Problem: Suppose the employment situation in a country evolves in the following manner: from all the people that are unemployed in some year, $1/16$ of them finds a job next year. Furthermore, from all the people that were employed in some year, $1/8$ of them loses their jobs the next year, while the rest keeps working. Suppose at this moment there are $4$ million people working and half a million people are unemployed. How will the employment situation look like over a year from now? In $2$ years? In $100$ years?
Attempt at solution: I know this is an application of diagonalization, where I have to use the fact that $A^k = P D^k P^{-1}$, with $D$ being some diagonal matrix.
I was thinking of setting up a difference equation. Let $x_t$ denote the number of working people in year $t$, and let $y_t$ denote the number of unemployed people in year $t$. Then should I set up a relation of the form \begin{align*} v_t = \begin{pmatrix} x_t \\ y_t \end{pmatrix} = A v_{t-1} ? \end{align*} This would relate the employment situation at year $t$ to some previous year. I found the matrix $A$ as $A = \begin{pmatrix} 7/8 & 1/16 \\ 1/8 & 15/16 \end{pmatrix}$ by writing above the column the two options 'from a job' and 'from no job' and left of the rows I wrote 'to a job' and 'to no job'. The characteristic polynomial of this matrix is \begin{align*} \det(xI_2 - A) = x^2 - \frac{29}{16} x + \frac{13}{16} = \frac{1}{16} (16x - 13)(x-1) \end{align*} So the eigenvalues are $\lambda_1 = 1$ and $\lambda_2 = \frac{13}{16}$. An eigenvalue $v_1$ corresponding to $\lambda_1$ is a non-zero solution to \begin{align*} (\lambda_1 I_2 - A) v_1 = 0 \end{align*} or \begin{align*} \begin{pmatrix} 1/8 & 1/16 \\ 1/8 & 1/16 \end{pmatrix} \begin{pmatrix} x \\ y \end{pmatrix} = \begin{pmatrix} 0 \\ 0 \end{pmatrix} \end{align*} This can be rowreduced. A possible eigenvector is $v_1 = \begin{pmatrix} -1/2 \\ 1 \end{pmatrix}$. Similarly I found an eigenvector $v_2$ corresponding to $\lambda_2$ as $v_2 = \begin{pmatrix} 1 \\ 1 \end{pmatrix}$. If I let $P = \begin{pmatrix} -1/2 & 1 \\ 1 & 1 \end{pmatrix}$, then $P^{-1} = \begin{pmatrix} -2/3 & 2/3 \\ 2/3 & 1/3 \end{pmatrix}$. But then if I want to write $D = P^{-1}A P$, it doesn't work ( I don't get a diagonal matrix).

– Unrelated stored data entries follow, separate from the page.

use serde::de::DeserializeOwned;
use serde::{Deserialize, Deserializer, Serialize};

/// 完整性判定要求非空的字段（按存储字段名）
pub const REQUIRED_PROFILE_FIELDS: [&str; 3] = [
    "displayName",
    "emergencyContact.name",
    "emergencyContact.email",
];

/// 宽松读取：`null` 或类型不符的字段按默认值处理
///
/// 文档由多个客户端写入（例如用认证用户的 `displayName: null` 预填），
/// 字段形状不对只说明资料不完整，不是存储故障。
fn lenient<'de, D, T>(deserializer: D) -> Result<T, D::Error>
where
    D: Deserializer<'de>,
    T: DeserializeOwned + Default,
{
    let value = serde_json::Value::deserialize(deserializer)?;
    Ok(serde_json::from_value(value).unwrap_or_default())
}

/// 可选字段写入时保留 `null`，合并写入才能清除旧值
#[derive(Debug, Clone, Default, PartialEq, Eq, Serialize, Deserialize)]
#[serde(rename_all = "camelCase")]
pub struct EmergencyContact {
    #[serde(default, deserialize_with = "lenient")]
    pub name: String,
    #[serde(default, deserialize_with = "lenient")]
    pub email: String,
    #[serde(default, deserialize_with = "lenient")]
    pub phone: Option<String>,
}

/// 用户资料文档
#[derive(Debug, Clone, Default, PartialEq, Eq, Serialize, Deserialize)]
#[serde(rename_all = "camelCase")]
pub struct UserProfile {
    #[serde(default, deserialize_with = "lenient")]
    pub display_name: String,
    #[serde(default, deserialize_with = "lenient")]
    pub phone_number: Option<String>,
    #[serde(default, deserialize_with = "lenient")]
    pub date_of_birth: Option<String>,
    #[serde(default, deserialize_with = "lenient")]
    pub blood_group: Option<String>,
    #[serde(default, deserialize_with = "lenient")]
    pub emergency_contact: EmergencyContact,
}

impl UserProfile {
    /// 列出仍为空白的必填字段
    pub fn missing_fields(&self) -> Vec<&'static str> {
        let values = [
            self.display_name.as_str(),
            self.emergency_contact.name.as_str(),
            self.emergency_contact.email.as_str(),
        ];
        REQUIRED_PROFILE_FIELDS
            .iter()
            .zip(values)
            .filter(|(_, value)| value.trim().is_empty())
            .map(|(field, _)| *field)
            .collect()
    }

    pub fn is_complete(&self) -> bool {
        self.missing_fields().is_empty()
    }

    /// 去掉首尾空白，空的可选字段归为 None
    pub fn normalized(mut self) -> Self {
        fn tidy(value: Option<String>) -> Option<String> {
            value
                .map(|v| v.trim().to_string())
                .filter(|v| !v.is_empty())
        }
        self.display_name = self.display_name.trim().to_string();
        self.phone_number = tidy(self.phone_number);
        self.date_of_birth = tidy(self.date_of_birth);
        self.blood_group = tidy(self.blood_group);
        self.emergency_contact.name = self.emergency_contact.name.trim().to_string();
        self.emergency_contact.email = self.emergency_contact.email.trim().to_string();
        self.emergency_contact.phone = tidy(self.emergency_contact.phone);
        self
    }
}

#[cfg(test)]
mod tests {
    use super::*;
    use serde_json::json;

    #[test]
    fn test_partial_document_reports_missing_fields() {
        let profile: UserProfile = serde_json::from_value(json!({
            "displayName": "Asha",
            "emergencyContact": { "name": "  " }
        }))
        .unwrap();

        assert_eq!(
            profile.missing_fields(),
            vec!["emergencyContact.name", "emergencyContact.email"]
        );
        assert!(!profile.is_complete());
    }

    #[test]
    fn test_complete_profile() {
        let profile: UserProfile = serde_json::from_value(json!({
            "displayName": "Asha",
            "bloodGroup": "O+",
            "emergencyContact": { "name": "Ravi", "email": "ravi@example.com" }
        }))
        .unwrap();
        assert!(profile.is_complete());
        assert_eq!(profile.blood_group.as_deref(), Some("O+"));
    }

    #[test]
    fn test_null_and_mistyped_fields_read_as_blank() {
        let profile: UserProfile = serde_json::from_value(json!({
            "displayName": null,
            "phoneNumber": 5551234,
            "emergencyContact": { "name": "Ravi", "email": "ravi@example.com", "phone": null }
        }))
        .unwrap();
        assert_eq!(profile.display_name, "");
        assert_eq!(profile.phone_number, None);
        assert_eq!(profile.missing_fields(), vec!["displayName"]);

        let profile: UserProfile = serde_json::from_value(json!({
            "displayName": "Asha",
            "emergencyContact": "Ravi"
        }))
        .unwrap();
        assert_eq!(
            profile.missing_fields(),
            vec!["emergencyContact.name", "emergencyContact.email"]
        );

        let profile: UserProfile =
            serde_json::from_value(json!({ "displayName": "Asha", "emergencyContact": null }))
                .unwrap();
        assert_eq!(profile.emergency_contact, EmergencyContact::default());
    }

    #[test]
    fn test_normalized_drops_blank_optionals() {
        let profile = UserProfile {
            display_name: " Asha ".into(),
            phone_number: Some("   ".into()),
            ..Default::default()
        }
        .normalized();
        assert_eq!(profile.display_name, "Asha");
        assert_eq!(profile.phone_number, None);

        // 清空的字段写成 null，合并写入会覆盖旧值
        let value = serde_json::to_value(&profile).unwrap();
        assert_eq!(value.get("phoneNumber"), Some(&serde_json::Value::Null));
        assert_eq!(value["emergencyContact"].get("phone"), Some(&serde_json::Value::Null));
    }
}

Can someone point out where I went wrong please, and if this is the correct strategy to solve this problem?
The method is correct.
The eigenvector corresponding to $\lambda_1=1$ should be
$$v_1 = \begin{pmatrix} 1/2 \\ 1 \end{pmatrix}$$
The signs were wrong in the matrix $\lambda_1I_2-A$.
The signs were also wrong for the other eigenvector. You must have made the same mistake.